Task directions - Go through the entries below from the first line and transcribe each one exactly, ending with the line that contains "the camera thread.".

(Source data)
↓

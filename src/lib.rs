//! DriveGrape records human driving demonstrations from a driving simulator
//! as training data for vision-language models.
//!
//! An operator drives the ego vehicle from the keyboard. While recording is
//! toggled on, every camera frame and a 20 Hz log of the control inputs are
//! collected into a session, and when the session ends it is written out as
//! three files: `recording_drive-N.mp4`, `actions_drive-N.json` and a
//! placeholder `audio_drive-N.wav`.
//!
//! The pieces, roughly in the order data flows through them:
//!
//! - [`simulator`] is the client interface to the simulator, with
//!   [`dummy_sim`] as an in-process implementation.
//! - [`frame_sink`] takes images from the camera thread.
//! - [`input`] turns key events into a control vector, which
//!   [`action_log`] samples on a fixed schedule.
//! - [`session`] owns the recording lifecycle and hands finished sessions to
//!   [`file_writer`], which uses [`video`] for the MP4.
//! - [`recorder`] runs the main loop and [`gui`] draws its status view.

pub mod action_log;
pub mod alignment;
pub mod args;
pub mod config;
pub mod dummy_sim;
pub mod error;
pub mod file_writer;
pub mod frame_sink;
pub mod gui;
pub mod input;
pub mod recorder;
pub mod session;
pub mod session_files;
pub mod simulator;
pub mod video;
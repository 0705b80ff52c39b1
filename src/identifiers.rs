//! Fresh telemetry identifiers derived from the clock and a random UUID.

use sha2::{Digest, Sha256};
use std::thread;
use std::time::{Duration, SystemTime, UNIX_EPOCH};
use uuid::Uuid;

/// Length of a hex-encoded SHA-256 digest.
pub const HEX_ID_LENGTH: usize = 64;

/// Pause between the two halves of an id pair so their timestamps differ.
const PAIR_DELAY: Duration = Duration::from_millis(1);

/// Current wall-clock time as fractional Unix seconds, e.g. `1718000000.123456`.
///
/// A clock set before the epoch yields `0.000000` rather than failing; the
/// random UUID half of the seed still keeps ids unique.
pub fn timestamp_string() -> String {
    let since_epoch = SystemTime::now()
        .duration_since(UNIX_EPOCH)
        .unwrap_or_default();
    format!(
        "{}.{:06}",
        since_epoch.as_secs(),
        since_epoch.subsec_micros()
    )
}

/// Generates a fresh identifier:
///   `hex(sha256(timestamp_string() + uuid_v4))`
pub fn generate_hex_id() -> String {
    let seed = format!("{}{}", timestamp_string(), Uuid::new_v4());
    hex::encode(Sha256::digest(seed.as_bytes()))
}

/// Generates a `(machine_id, mac_machine_id)` pair.
pub fn generate_id_pair() -> (String, String) {
    let machine_id = generate_hex_id();
    thread::sleep(PAIR_DELAY);
    let mac_machine_id = generate_hex_id();
    (machine_id, mac_machine_id)
}

/// Returns true if `value` looks like an id produced by [`generate_hex_id`].
pub fn is_hex_digest(value: &str) -> bool {
    value.len() == HEX_ID_LENGTH
        && value
            .bytes()
            .all(|b| b.is_ascii_digit() || (b'a'..=b'f').contains(&b))
}
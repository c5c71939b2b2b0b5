//! Output assembly

use tomlsx_value::Mapping;

use super::context::TranspileOptions;
use super::extract::Define;
use super::transform::ValueTransformer;
use crate::utils::error::ConversionResult;

/// Join the define statements and the transformed document into the final
/// text, one define per line followed by the document structure.
pub fn assemble(
    defines: &[Define],
    rest: &Mapping,
    options: &TranspileOptions,
) -> ConversionResult<String> {
    let mut lines: Vec<String> = defines.iter().map(Define::render).collect();

    if !rest.is_empty() || options.emit_empty_document {
        tracing::debug!(entries = rest.len(), "processing main data");
        lines.push(ValueTransformer::new(options).transform_mapping(rest)?);
    }

    Ok(lines.join("\n"))
}
//! Typed value tree shared by the document front end and the transpiler core.

use indexmap::IndexMap;

/// Insertion-ordered table of keyed values.
pub type Mapping = IndexMap<String, Value>;

/// A node of a parsed configuration document.
#[derive(Debug, Clone, PartialEq)]
pub enum Value {
    /// An integer: `41`, `-5`
    Int(i64),
    /// A floating-point number: `1.5`, `1e-4`
    Float(f64),
    /// A boolean: `true`, `false`
    Bool(bool),
    /// A string: bare word, `=` formula or dotted quad
    Str(String),
    /// An ordered sequence: `[1, 2, 3]`
    Array(Vec<Value>),
    /// A table: `{ a = 1, b = 2 }`
    Dict(Mapping),
}

impl Value {
    /// Name of the variant, for diagnostics.
    pub fn type_name(&self) -> &'static str {
        match self {
            Value::Int(_) => "integer",
            Value::Float(_) => "float",
            Value::Bool(_) => "boolean",
            Value::Str(_) => "string",
            Value::Array(_) => "array",
            Value::Dict(_) => "table",
        }
    }

    pub fn as_dict(&self) -> Option<&Mapping> {
        match self {
            Value::Dict(dict) => Some(dict),
            _ => None,
        }
    }

    pub fn as_str(&self) -> Option<&str> {
        match self {
            Value::Str(s) => Some(s),
            _ => None,
        }
    }

    /// Build a table from `(key, value)` pairs, keeping their order.
    pub fn dict<K, I>(entries: I) -> Self
    where
        K: Into<String>,
        I: IntoIterator<Item = (K, Value)>,
    {
        Value::Dict(entries.into_iter().map(|(k, v)| (k.into(), v)).collect())
    }
}

impl From<i64> for Value {
    fn from(i: i64) -> Self {
        Value::Int(i)
    }
}

impl From<f64> for Value {
    fn from(f: f64) -> Self {
        Value::Float(f)
    }
}

impl From<bool> for Value {
    fn from(b: bool) -> Self {
        Value::Bool(b)
    }
}

impl From<&str> for Value {
    fn from(s: &str) -> Self {
        Value::Str(s.to_string())
    }
}

impl From<String> for Value {
    fn from(s: String) -> Self {
        Value::Str(s)
    }
}

impl From<Vec<Value>> for Value {
    fn from(items: Vec<Value>) -> Self {
        Value::Array(items)
    }
}

impl From<Mapping> for Value {
    fn from(dict: Mapping) -> Self {
        Value::Dict(dict)
    }
}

↑

Result below -
filename src/lib.rs
//! DriveGrape records human driving demonstrations from a driving simulator
//! as training data for vision-language models.
//!
//! An operator drives the ego vehicle from the keyboard. While recording is
//! toggled on, every camera frame and a 20 Hz log of the control inputs are
//! collected into a session, and when the session ends it is written out as
//! three files: `recording_drive-N.mp4`, `actions_drive-N.json` and a
//! placeholder `audio_drive-N.wav`.
//!
//! The pieces, roughly in the order data flows through them:
//!
//! - [`simulator`] is the client interface to the simulator, with
//!   [`dummy_sim`] as an in-process implementation.
//! - [`frame_sink`] takes images from the camera thread.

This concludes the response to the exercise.